The leisurely lie-ins, the casually discovered treasures of a strange city, the reconnection with old friends all added immeasurably to the holiday vibe. And the amiable nature of Canadians, the intuitive user-friendly nature of their de facto capital and the memorable beauty of a blazing Canadian fall made this a holiday that burns brightly in the memory.
There are several daily direct flights from Dublin to Toronto, with a few cheaper options if you are willing to fly via Montreal. As with the US the return flights are usually red-eye — overnight.
Air Transat (airtransat.ie / 00 800 872 672 83) offers return flights direct from Dublin to Toronto for €502.60pp, based on travel in April 2017.
Toronto is nothing like New York or Paris in terms of getting bang for the buck: you can get a decent-sized room for a reasonable price. For room rates and information for the Chelsea Hotel, where I stayed, visit chelseatoronto.com.

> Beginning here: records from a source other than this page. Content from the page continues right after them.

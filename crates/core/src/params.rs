//! Externally supplied launch parameters.

use serde::{Deserialize, Serialize};
use url::Url;

/// What to launch and where the notebook comes from.
#[derive(Debug, Clone, PartialEq, Eq, Serialize, Deserialize)]
#[serde(rename_all = "camelCase")]
pub struct LaunchParams {
	/// Binder launch link, e.g. `https://mybinder.org/v2/gh/org/repo/HEAD`.
	pub binder_url: String,
	/// Inline `data:` URI, server-local path, or (relative) URL of the notebook.
	pub notebook: String,
	/// Subresource-integrity metadata checked against inline notebook bytes.
	#[serde(default)]
	pub notebook_integrity: Option<String>,
	/// Address of the static page, used to resolve relative notebook URLs.
	#[serde(default)]
	pub page_url: Option<Url>,
}

impl LaunchParams {
	pub fn new(binder_url: impl Into<String>, notebook: impl Into<String>) -> Self {
		Self {
			binder_url: binder_url.into(),
			notebook: notebook.into(),
			notebook_integrity: None,
			page_url: None,
		}
	}

	pub fn with_integrity(mut self, integrity: Option<String>) -> Self {
		self.notebook_integrity = integrity;
		self
	}

	pub fn with_page_url(mut self, page_url: Option<Url>) -> Self {
		self.page_url = page_url;
		self
	}
}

For further information on Toronto and the surrounding province of Ontario, visit SeeTorontoNow.com and ontariotravel.net.
TAKE TWO: Top attractions
On cruise control
A cruise with Toronto Harbour Tours lets you enjoy the scenic Toronto skyline, and gives you a close up look at the beautiful Toronto Islands (toronto.ca/parks/island)
Living the high life
Experience Niagara Falls as you glide along a 67m high line at speeds of 40mph, along the edge of the vast Niagara river gorge to the Falls observation landing. Visit: wildplay.com/niagarafalls.